只松 崇のコラム「目標達成力をアップする実践・営業塾」
只松 崇(ただまつ たかし)
チラシ配りのアルバイトで偶然HISへ。九州・中国営業本部部長代理として23店舗の開設、社員教育活動に10年以上携る。現在は、ビッグ・フィールド・マネージメントを設立し取締役に就任。自身の体験とコーチングをベースとした分かりやすいセミナー、研修を開催中。
【
只松 崇講師詳細プロフィール】
【
講演を依頼する】
Vol. 10 『視覚情報と聴覚情報も味方につける』
(2010年01月08日)
唐突ですが問題です。
初対面で、ある人が他の人に与える印象の中で、「言葉自体」が与える印象のパーセンテージは次のうちどれでしょう?
(1)55%
(2)38%
(3) 7%
あなたは何番だと思いますか?
いろいろな方にこの質問をすると様々な答えがかえってきます。
「言葉はとても重要だから55%だ」
「いやいや38%くらいじゃないのかなぁ」
「初対面だと言葉より他の印象のほうが強いと思うよ。だから7%」...等々。
アメリカの心理学者アルバート・メラビアン氏が唱えた法則によると、「(3)7%」が答えとなります。では、他の55%や38%は何でしょうか。メラビアンの法則によると次のようになるようです。
●55%―態度や見た目などの視覚情報
●38%―口調やスピード抑揚などの聴覚情報
言葉以外の情報が大きく印象を支配していることに驚かされます。
今回は、営業においてお客様に与える印象をより良いものにするために、この視覚情報と聴覚情報を味方につける事についてお話いたします。もちろん、内容を表す言葉自体がとても重要であることはお断りするまでもないでしょう。ただ、同じ内容であれば好印象を与える事が出来るほうが、営業において有利なことは重要な事実であるといえますからね。
■見た目も大事!『視覚情報』も味方につける
印象の55%を決める「見た目」重要です。
「俺は、見た目で判断されたくない。大事なのは中身だろう!」。
そうおっしゃる方、お気持ちはとてもよく分かります。内容が大事なのは言うまでもありません。しかし、同じ内容であれば、お客様は、自分に対して敬意ある態度や服装、髪形などをした好印象の営業マンから買いたいと思うのではないでしょうか。

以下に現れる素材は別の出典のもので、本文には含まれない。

// Heading loop state
//
// The loop measures rotation relative to the yaw captured when the turn started,
// wraps the error onto the shortest path and only finishes once the error has
// stayed inside the tolerance band for several consecutive samples.

use tracing::debug;

use super::{Pid, clamp_magnitude};
use crate::config::{ERROR_BOUND_TURN, TURN_FINAL_ITERATIONS, TurnGains};

/// Wrap an angle in degrees into (-180, 180]
pub fn normalize_angle(degrees: f64) -> f64 {
    let wrapped = (degrees + 180.0).rem_euclid(360.0) - 180.0;
    if wrapped <= -180.0 { wrapped + 360.0 } else { wrapped }
}

#[derive(Debug, Clone, Copy, PartialEq, Eq)]
pub enum TurnPhase {
    /// Error outside the tolerance band
    Running,
    /// Inside the band, waiting for it to hold
    Confirming,
    /// Held for the required number of samples
    Done,
}

#[derive(Debug, Clone)]
pub struct TurnLoop {
    desired: f64,
    min_output: f64,
    max_output: f64,
    pid: Pid,
    error: f64,
    remaining: u32,
}

impl TurnLoop {
    /// `desired` is relative to the heading at the start of the turn
    pub fn new(desired: f64, gains: TurnGains) -> Self {
        Self {
            desired,
            min_output: gains.min_output,
            max_output: gains.max_output,
            pid: Pid::new(gains.kp, gains.ki, gains.kd, gains.period_ms),
            // Starts outside the band so the first check never counts
            error: ERROR_BOUND_TURN * 2.0,
            remaining: TURN_FINAL_ITERATIONS,
        }
    }

    /// Debounce check made before every iteration
    ///
    /// Returns false once the last required in-band sample has been processed.
    /// An out-of-band error restarts the count.
    pub fn advance(&mut self) -> bool {
        if self.remaining == 0 {
            return false;
        }
        if self.error.abs() < ERROR_BOUND_TURN {
            self.remaining -= 1;
        } else {
            self.remaining = TURN_FINAL_ITERATIONS;
        }
        true
    }

    /// Feed the rotation since the start of the turn and get the motor command
    pub fn update(&mut self, actual: f64) -> f64 {
        let error = normalize_angle(self.desired - actual);
        let terms = self.pid.update(error);
        let output = clamp_magnitude(terms.output, self.min_output, self.max_output);
        debug!(
            "turn: actual={:.3} error={:.3} integral={:.3} derivative={:.3} output={:.3} clamped={:.3}",
            actual, error, terms.integral, terms.derivative, terms.output, output
        );

        self.error = error;
        output
    }

    pub fn error(&self) -> f64 {
        self.error
    }

    pub fn phase(&self) -> TurnPhase {
        if self.remaining == 0 {
            TurnPhase::Done
        } else if self.remaining < TURN_FINAL_ITERATIONS {
            TurnPhase::Confirming
        } else {
            TurnPhase::Running
        }
    }
}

私も会社勤め時代、訪問する相手に応じてスーツやシャツなども変えていました。また、いつも靴磨きをして古い靴でもピカピカに磨きあげて仕事に望んでいましたが、お客様からは、磨いた靴の御蔭で几帳面な人だという印象をもっていただく事も少なくありませんでした。実際の私は、どちらかというと几帳面なほうではありませんでしたが、お客様に与えた印象に追いつくよう努力して少しは几帳面になりました。(見た目の印象に近づく努力をするという効果もあるようです)
見た目の中で最も相手に与える印象として大きいのは「表情」であると私は考えます。表情は、習慣によって決定されるものですから、その時だけ良い表情などはできません。日ごろから笑顔をもって生活したり、興味や好奇心をもって目を輝かせたりすることを習慣にする必要があります。逆に言うと、営業のためだけの偽りの見た目をつくることなどは、不可能に近いということです。なぜなら、つくり笑顔は、誰からでも容易く見抜かれてしまいますからね。
日常の姿勢や態度、表情などに気をつけることがあなたの印象を上げるだけでなく人間としても輝く人に近づくための近道であると言えます。
■『聴覚情報』にも意識を払う
お客様とお話する時、相手とTPOに応じて、声の大きさや抑揚、話すスピード、トーンなどにも意識を払うことをお勧めします。特に電話では、印象の大部分が声に集約されますので十分に留意する必要があります。
旅行会社でお客様からの電話をとるときは、声のトーンを少し上げて明るく元気な印象をもっていただけるよう練習をしていました。また、クレームに対応する時などは、落ち着いた低めの声を出してゆっくりとお話するように努めていました。声の印象やお話する時の「間」などに留意すると第一印象がグーッと良いものになるようです。試してみてください。
■『相手への思い』が最も大事
営業をする場合、最も重要なのはお客様に対する思いやりの気持ちだと思います。思いがこもると自ずと態度や表情、服装なども変ってくるでしょうし、声の調子も相手に気持ちが良い思いをさせるような心づかいができるようになると言えます。
視覚情報と聴覚情報を味方につけて思いっきり営業の場で活躍なさることをお祈りしています。今年が良い年となりますように。